**Exercise requirements:** Everything from the top of the data below through the line with "use clap::Parser;" should be duplicated exactly, and nothing past it.
[Opening Provided information section]
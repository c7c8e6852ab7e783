//! `ark-check`: thin CLI wrapper around the maintenance engine (spec §6).
//!
//! Dispatches straight to [`arkdata::cli::run_check`]; all the real logic
//! lives in the library so it stays testable without a subprocess.

use anyhow::Result;
use clap::Parser;

use arkdata::cli::{load_datasets, run_check, ArkCheckArgs};

fn main() -> Result<()> {
    env_logger::init();
    let args = ArkCheckArgs::parse();
    let datasets = load_datasets(&args.config)?;

    let (reports, code) = run_check(&args, &datasets)?;
    for report in &reports {
        for line in &report.lines {
            println!("{}", line);
        }
    }

    std::process::exit(code);
}
//! Per-dataset configuration surface (spec §6 "Configuration surface").
//!
//! Parsing the bespoke on-disk `.conf` section-file grammar arkimet uses is
//! out of scope (spec §1); `DatasetConfig` instead derives `serde`
//! `Deserialize`/`Serialize` so embedders can feed it from whatever format
//! they like (tests in this crate build it directly, or via
//! `toml::from_str`), matching the teacher's own separation between
//! `config::datastore` (the section-file reader) and the typed config it
//! produces.

use std::path::PathBuf;

use once_cell::sync::Lazy;
use regex::Regex;
use serde::{Deserialize, Serialize};

use crate::reftime::Step;
use crate::value::TypeCode;

/// Dataset names are used as path components under the archive root and as
/// SQL/manifest file-name fragments, so they are restricted to a safe,
/// portable subset.
static DATASET_NAME_RE: Lazy<Regex> = Lazy::new(|| Regex::new(r"^[A-Za-z0-9_-]+$").unwrap());

#[derive(Debug, Clone, Copy, PartialEq, Eq, Serialize, Deserialize)]
#[serde(rename_all = "lowercase")]
pub enum DatasetType {
    Local,
    Ondisk2,
    Simple,
    Outbound,
    Discard,
    Error,
    Duplicates,
    Remote,
}

#[derive(Debug, Clone, Copy, PartialEq, Eq, Serialize, Deserialize)]
#[serde(rename_all = "lowercase")]
pub enum SegmentLayout {
    File,
    Dir,
}

impl Default for SegmentLayout {
    fn default() -> Self {
        SegmentLayout::File
    }
}

#[derive(Debug, Clone, Copy, PartialEq, Eq, Serialize, Deserialize)]
#[serde(rename_all = "lowercase")]
pub enum ReplacePolicy {
    Never,
    Always,
    #[serde(rename = "USN")]
    Usn,
}

impl Default for ReplacePolicy {
    fn default() -> Self {
        ReplacePolicy::Never
    }
}

#[derive(Debug, Clone, Copy, PartialEq, Eq, Serialize, Deserialize)]
#[serde(rename_all = "lowercase")]
pub enum IndexType {
    Plain,
    Sqlite,
}

impl Default for IndexType {
    fn default() -> Self {
        IndexType::Sqlite
    }
}

fn default_smallfiles() -> bool {
    false
}

#[derive(Debug, Clone, Serialize, Deserialize)]
#[serde(rename_all = "kebab-case")]
pub struct DatasetConfig {
    #[serde(rename = "type")]
    pub kind: DatasetType,
    pub path: PathBuf,
    pub name: String,
    pub step: Step,

    /// Raw matcher-expression text; interpreted by the external matcher
    /// collaborator named in spec §1 (out of scope here).
    #[serde(default)]
    pub filter: Option<String>,

    pub unique: Vec<TypeCode>,
    #[serde(default)]
    pub index: Vec<TypeCode>,

    #[serde(default)]
    pub segments: SegmentLayout,

    #[serde(default = "default_smallfiles")]
    pub smallfiles: bool,

    #[serde(default)]
    pub replace: ReplacePolicy,

    #[serde(default)]
    pub archive_age: Option<u32>,
    #[serde(default)]
    pub delete_age: Option<u32>,

    #[serde(default)]
    pub index_type: IndexType,

    #[serde(default)]
    pub postprocess: Vec<String>,
}

impl DatasetConfig {
    /// Validates the configuration's internal consistency (spec §7
    /// `ConfigError`): delete-age must not be tighter than archive-age, and
    /// `unique` must name at least one type-code.
    pub fn validate(&self) -> Result<(), crate::error::ArkError> {
        if !DATASET_NAME_RE.is_match(&self.name) {
            return Err(crate::error::ArkError::Config(format!(
                "dataset name {:?} must match [A-Za-z0-9_-]+",
                self.name
            )));
        }
        if self.unique.is_empty() {
            return Err(crate::error::ArkError::Config(
                "dataset 'unique' key-set must not be empty".into(),
            ));
        }
        if let (Some(archive_age), Some(delete_age)) = (self.archive_age, self.delete_age) {
            if delete_age < archive_age {
                return Err(crate::error::ArkError::Config(format!(
                    "delete age ({}) must not be smaller than archive age ({})",
                    delete_age, archive_age
                )));
            }
        }
        Ok(())
    }

    /// Target segment relative path (without format extension) for a
    /// message landing in reftime `t` (spec §3 invariant I4).
    pub fn segment_bucket(&self, t: chrono::DateTime<chrono::Utc>) -> String {
        self.step.bucket_path(t)
    }
}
[Closing Provided information section]
**Problem solution:**
repository c7c8e6852ab7e783
//! `ark-check`: thin CLI wrapper around the maintenance engine (spec §6).
//!
//! Dispatches straight to [`arkdata::cli::run_check`]; all the real logic
//! lives in the library so it stays testable without a subprocess.

use anyhow::Result;
use clap::Parser;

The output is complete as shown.